Pit and pit/ terrace sites are very common in Tolaga Bay, and demonstrate the importance of horticulture to Tolaga Bay's earliest inhabitants. The Bay's fertile soils and temperate climate were well suited to kumara gardening, and the pits were used for storing harvested kumara over the winter months. Rectangular storage pits (which were once roofed with a layer of earth), are more prevalent than the underground storage pits found elsewhere in New Zealand, a pattern attributed to the harder substrate of the soil in this area. They are in fact the most common archaeological site type in Tolaga Bay, and are found along the river banks and on the rolling hills to the south of the Bay. They are generally located in clusters on knolls or terraces, or on ridge crests, in lines from end to end

Pit site Z17/210 is located on a low ridgeline running parallel to the west side of Tauwhareparae Road, approximately 1.7 kilometres north of the bridge over the Waimanu Stream. A power line runs along the eastern edge of the ridgeline. The pa known as Hikatu (New Zealand Archaeological Association Site Record Form Z17/221) is located opposite, on the eastern side of Tauwhareparae Road, and there are a number of other archaeological sites in the vicinity. The pits are currently in well-grazed pasture.

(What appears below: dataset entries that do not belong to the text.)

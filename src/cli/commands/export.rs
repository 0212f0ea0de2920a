//! `idf export` command - CSV export of the portfolio

use console::style;
use miette::{IntoDiagnostic, Result};
use std::path::PathBuf;

use crate::cli::helpers::open_portfolio;
use crate::cli::GlobalOpts;
use crate::core::export::{ExportError, FILE_NAME};

#[derive(clap::Args, Debug)]
pub struct ExportArgs {
    /// Output file (default: ideas_prioritized.csv), "-" for stdout
    #[arg(long, short = 'o')]
    pub output: Option<PathBuf>,
}

pub async fn run(args: ExportArgs, global: &GlobalOpts) -> Result<()> {
    let portfolio = open_portfolio(global).await?;

    if portfolio.is_empty() {
        println!("{} {}", style("ℹ").blue(), ExportError::Empty);
        return Ok(());
    }

    let path = args.output.unwrap_or_else(|| PathBuf::from(FILE_NAME));
    if path.as_os_str() == "-" {
        print!("{}", portfolio.export_csv().into_diagnostic()?);
        return Ok(());
    }

    let rows = portfolio.export_to(&path).into_diagnostic()?;
    if !global.quiet {
        println!(
            "{} Exported {} idea(s) to {}",
            style("✓").green(),
            style(rows).cyan(),
            style(path.display()).yellow()
        );
    }
    Ok(())
}
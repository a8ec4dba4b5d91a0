//! different utility modules used throughout the project
/// terminal and file logging: level parsing and logger installation
pub mod logger;
/// parse document with structure like " title1 key1: value1, value2 key2: value2 title2 key3:value3, value4" into HashMap
pub mod settings_parser;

This site was first recorded by archaeologist Karl Gillies in 1982, presumably as part of the archaeological survey work undertaken by archaeologist Kevin Jones in the Whangara, Tolaga Bay and Uawa Catchment areas in 1982-1983. This survey work was undertaken to gain information about the nature of prehistoric settlement in this locality, and also to evaluate specific sites for registration under the Historic Places Act 1980. Gillies recorded a total of nine pits on three of the four rises along the ridgeline, all rectangular in shape with slightly raised rims. The pits averaged about 6-8 metres x 3 metres x 1 metre (depth).

Pit site Z17/210 was revisited by archaeologist Vanessa Tanner in 2000 as part of the New Zealand Archaeological Association Site Recording Scheme Upgrade Project. Tanner found the pits to be as illustrated on the original 1982 Site Record Form and in average condition overall due to stock damage. No major changes to the site were observed during a New Zealand Historic Places Trust site visit in November 2007. All the pits were still clearly visible.

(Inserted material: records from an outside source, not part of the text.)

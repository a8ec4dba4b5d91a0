//! # Symbolic Engine Module
//!
//! Expression tree for real functions of one variable. The tree is the single
//! representation shared by every analysis: the normalizer produces it, the numeric
//! lowering walks it, the exact solver inverts it and the domain analyzer scans it
//! for structural constraints.
//!
//! ## Main Structures and Methods
//!
//! ### `Expr` Enum
//! - **Variables**: `Var(String)`
//! - **Constants**: `Const(f64)` and the named constants `Pi`, `E`
//! - **Operations**: `Add`, `Sub`, `Mul`, `Div`, `Pow`
//! - **Functions**: `Exp`, `Ln`, `sin`, `cos`, `tg`, `arcsin`, `arccos`, `arctg`, `Abs`
//!
//! Square roots are stored as `Pow(base, Const(0.5))` and printed back as `sqrt(base)`.
//! Trigonometric nodes keep the mathematical notation (`tg`, `arctg`).

#![allow(non_camel_case_types)]

use std::collections::BTreeSet;
use std::f64::consts::{E, PI};
use std::fmt;

/// Core symbolic expression enum, an abstract syntax tree over one real variable.
///
/// # Examples
/// ```rust, ignore
/// let x = Expr::Var("x".to_string());
/// let expr = Expr::Add(Box::new(x), Box::new(Expr::Const(2.0)));
/// ```
#[derive(Clone, Debug, PartialEq)]
pub enum Expr {
    /// Symbolic variable with a name (e.g., "x")
    Var(String),
    /// Numerical constant value
    Const(f64),
    /// The constant π
    Pi,
    /// Euler's number e
    E,
    /// Addition operation: left + right
    Add(Box<Expr>, Box<Expr>),
    /// Subtraction operation: left - right
    Sub(Box<Expr>, Box<Expr>),
    /// Multiplication operation: left * right
    Mul(Box<Expr>, Box<Expr>),
    /// Division operation: left / right
    Div(Box<Expr>, Box<Expr>),
    /// Power operation: base ^ exponent
    Pow(Box<Expr>, Box<Expr>),
    /// Exponential function: e^x
    Exp(Box<Expr>),
    /// Natural logarithm: ln(x)
    Ln(Box<Expr>),
    /// Sine function: sin(x)
    sin(Box<Expr>),
    /// Cosine function: cos(x)
    cos(Box<Expr>),
    /// Tangent function: tan(x) - uses mathematical notation 'tg'
    tg(Box<Expr>),
    /// Arcsine function: arcsin(x)
    arcsin(Box<Expr>),
    /// Arccosine function: arccos(x)
    arccos(Box<Expr>),
    /// Arctangent function: arctan(x) - uses mathematical notation 'arctg'
    arctg(Box<Expr>),
    /// Absolute value: |x|
    Abs(Box<Expr>),
}

impl fmt::Display for Expr {
    fn fmt(&self, f: &mut fmt::Formatter) -> fmt::Result {
        match self {
            Expr::Var(name) => write!(f, "{}", name),
            Expr::Const(val) => write!(f, "{}", val),
            Expr::Pi => write!(f, "pi"),
            Expr::E => write!(f, "e"),
            Expr::Add(lhs, rhs) => write!(f, "({} + {})", lhs, rhs),
            Expr::Sub(lhs, rhs) => write!(f, "({} - {})", lhs, rhs),
            Expr::Mul(lhs, rhs) => write!(f, "({} * {})", lhs, rhs),
            Expr::Div(lhs, rhs) => write!(f, "({} / {})", lhs, rhs),
            Expr::Pow(base, exp) if exp.is_sqrt_exponent() => write!(f, "sqrt({})", base),
            Expr::Pow(base, exp) => write!(f, "({} ^ {})", base, exp),
            Expr::Exp(expr) => write!(f, "exp({})", expr),
            Expr::Ln(expr) => write!(f, "ln({})", expr),
            Expr::sin(expr) => write!(f, "sin({})", expr),
            Expr::cos(expr) => write!(f, "cos({})", expr),
            Expr::tg(expr) => write!(f, "tg({})", expr),
            Expr::arcsin(expr) => write!(f, "arcsin({})", expr),
            Expr::arccos(expr) => write!(f, "arccos({})", expr),
            Expr::arctg(expr) => write!(f, "arctg({})", expr),
            Expr::Abs(expr) => write!(f, "abs({})", expr),
        }
    }
}

impl std::ops::Add for Expr {
    type Output = Self;

    fn add(self, rhs: Self) -> Self::Output {
        Expr::Add(self.boxed(), rhs.boxed())
    }
}

impl std::ops::Sub for Expr {
    type Output = Self;

    fn sub(self, rhs: Self) -> Self::Output {
        Expr::Sub(self.boxed(), rhs.boxed())
    }
}

impl std::ops::Mul for Expr {
    type Output = Self;

    fn mul(self, rhs: Self) -> Self::Output {
        Expr::Mul(self.boxed(), rhs.boxed())
    }
}

impl std::ops::Div for Expr {
    type Output = Self;

    fn div(self, rhs: Self) -> Self::Output {
        Expr::Div(self.boxed(), rhs.boxed())
    }
}

impl std::ops::Neg for Expr {
    type Output = Self;

    fn neg(self) -> Self::Output {
        match self {
            Expr::Const(val) => Expr::Const(-val),
            other => Expr::Mul(Box::new(Expr::Const(-1.0)), Box::new(other)),
        }
    }
}

impl Expr {
    /// BASIC FEATURES

    /// Convenience method to wrap expression in Box for recursive structures.
    pub fn boxed(self) -> Box<Self> {
        Box::new(self)
    }

    /// Creates power expression self^rhs.
    pub fn pow(self, rhs: Expr) -> Expr {
        Expr::Pow(self.boxed(), rhs.boxed())
    }

    /// Creates square root as a power with exponent 1/2.
    pub fn sqrt(self) -> Expr {
        Expr::Pow(self.boxed(), Box::new(Expr::Const(0.5)))
    }

    /// Creates exponential function e^(self).
    pub fn exp(self) -> Expr {
        Expr::Exp(self.boxed())
    }

    /// Creates natural logarithm ln(self).
    pub fn ln(self) -> Expr {
        Expr::Ln(self.boxed())
    }

    /// Checks if expression is exactly zero (constant 0.0).
    pub fn is_zero(&self) -> bool {
        matches!(self, Expr::Const(val) if *val == 0.0)
    }

    fn is_sqrt_exponent(&self) -> bool {
        matches!(self, Expr::Const(val) if *val == 0.5)
    }

    /// Printed form without the parentheses around the outermost operation.
    pub fn to_plain_string(&self) -> String {
        let text = self.to_string();
        match self {
            Expr::Pow(_, exp) if exp.is_sqrt_exponent() => text,
            Expr::Add(..) | Expr::Sub(..) | Expr::Mul(..) | Expr::Div(..) | Expr::Pow(..) => {
                text[1..text.len() - 1].to_string()
            }
            _ => text,
        }
    }

    /// Immediate subexpressions of this node, left to right.
    pub fn children(&self) -> Vec<&Expr> {
        match self {
            Expr::Var(_) | Expr::Const(_) | Expr::Pi | Expr::E => Vec::new(),
            Expr::Add(lhs, rhs)
            | Expr::Sub(lhs, rhs)
            | Expr::Mul(lhs, rhs)
            | Expr::Div(lhs, rhs)
            | Expr::Pow(lhs, rhs) => vec![lhs.as_ref(), rhs.as_ref()],
            Expr::Exp(expr)
            | Expr::Ln(expr)
            | Expr::sin(expr)
            | Expr::cos(expr)
            | Expr::tg(expr)
            | Expr::arcsin(expr)
            | Expr::arccos(expr)
            | Expr::arctg(expr)
            | Expr::Abs(expr) => vec![expr.as_ref()],
        }
    }

    /// Rebuilds the node with every child mapped through `f`.
    pub fn map_children<F>(&self, mut f: F) -> Expr
    where
        F: FnMut(&Expr) -> Expr,
    {
        match self {
            Expr::Var(_) | Expr::Const(_) | Expr::Pi | Expr::E => self.clone(),
            Expr::Add(lhs, rhs) => Expr::Add(Box::new(f(lhs)), Box::new(f(rhs))),
            Expr::Sub(lhs, rhs) => Expr::Sub(Box::new(f(lhs)), Box::new(f(rhs))),
            Expr::Mul(lhs, rhs) => Expr::Mul(Box::new(f(lhs)), Box::new(f(rhs))),
            Expr::Div(lhs, rhs) => Expr::Div(Box::new(f(lhs)), Box::new(f(rhs))),
            Expr::Pow(base, exp) => Expr::Pow(Box::new(f(base)), Box::new(f(exp))),
            Expr::Exp(expr) => Expr::Exp(Box::new(f(expr))),
            Expr::Ln(expr) => Expr::Ln(Box::new(f(expr))),
            Expr::sin(expr) => Expr::sin(Box::new(f(expr))),
            Expr::cos(expr) => Expr::cos(Box::new(f(expr))),
            Expr::tg(expr) => Expr::tg(Box::new(f(expr))),
            Expr::arcsin(expr) => Expr::arcsin(Box::new(f(expr))),
            Expr::arccos(expr) => Expr::arccos(Box::new(f(expr))),
            Expr::arctg(expr) => Expr::arctg(Box::new(f(expr))),
            Expr::Abs(expr) => Expr::Abs(Box::new(f(expr))),
        }
    }

    /// Depth-first, pre-order visit of every node.
    pub fn walk<'a, F>(&'a self, f: &mut F)
    where
        F: FnMut(&'a Expr),
    {
        f(self);
        for child in self.children() {
            child.walk(f);
        }
    }

    /// Substitutes a variable with a constant value throughout the expression.
    pub fn set_variable(&self, var: &str, value: f64) -> Expr {
        self.substitute_variable(var, &Expr::Const(value))
    }

    /// substitute a variable with an expression
    pub fn substitute_variable(&self, var: &str, expr: &Expr) -> Expr {
        match self {
            Expr::Var(name) if name == var => expr.clone(),
            _ => self.map_children(|child| child.substitute_variable(var, expr)),
        }
    }

    /// check if the expression contains a variable
    pub fn contains_variable(&self, var_name: &str) -> bool {
        match self {
            Expr::Var(name) => name == var_name,
            _ => self
                .children()
                .into_iter()
                .any(|child| child.contains_variable(var_name)),
        }
    }

    /// Number of leaves equal to `var_name`.
    pub fn occurrences(&self, var_name: &str) -> usize {
        match self {
            Expr::Var(name) if name == var_name => 1,
            _ => self
                .children()
                .into_iter()
                .map(|child| child.occurrences(var_name))
                .sum(),
        }
    }

    /// Sorted set of all variable names in the expression.
    pub fn extract_variables(&self) -> BTreeSet<String> {
        let mut vars = BTreeSet::new();
        self.walk(&mut |node| {
            if let Expr::Var(name) = node {
                vars.insert(name.clone());
            }
        });
        vars
    }

    /// True when the expression has no variables at all.
    pub fn is_constant(&self) -> bool {
        self.extract_variables().is_empty()
    }

    /// Plain numeric value of a variable-free expression, without domain checks.
    ///
    /// Returns `None` when the expression has variables or the value is not finite.
    pub fn constant_value(&self) -> Option<f64> {
        let value = match self {
            Expr::Var(_) => return None,
            Expr::Const(val) => *val,
            Expr::Pi => PI,
            Expr::E => E,
            Expr::Add(lhs, rhs) => lhs.constant_value()? + rhs.constant_value()?,
            Expr::Sub(lhs, rhs) => lhs.constant_value()? - rhs.constant_value()?,
            Expr::Mul(lhs, rhs) => lhs.constant_value()? * rhs.constant_value()?,
            Expr::Div(lhs, rhs) => lhs.constant_value()? / rhs.constant_value()?,
            Expr::Pow(base, exp) => crate::symbolic::utils::real_powf(
                base.constant_value()?,
                exp.constant_value()?,
            ),
            Expr::Exp(expr) => expr.constant_value()?.exp(),
            Expr::Ln(expr) => expr.constant_value()?.ln(),
            Expr::sin(expr) => expr.constant_value()?.sin(),
            Expr::cos(expr) => expr.constant_value()?.cos(),
            Expr::tg(expr) => expr.constant_value()?.tan(),
            Expr::arcsin(expr) => expr.constant_value()?.asin(),
            Expr::arccos(expr) => expr.constant_value()?.acos(),
            Expr::arctg(expr) => expr.constant_value()?.atan(),
            Expr::Abs(expr) => expr.constant_value()?.abs(),
        };
        if value.is_finite() { Some(value) } else { None }
    }
}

Z17/210 is one of numerous pit and pit/terrace sites recorded in the Tolaga Bay area, and is part of a dense archaeological and cultural landscape that is of considerable significance to Te Aitanga a Hauiti. This landscape reflects the intensive Maori occupation and settlement of the Tolaga Bay area since the 14th - 15th centuries AD, and the important role that horticulture played in this.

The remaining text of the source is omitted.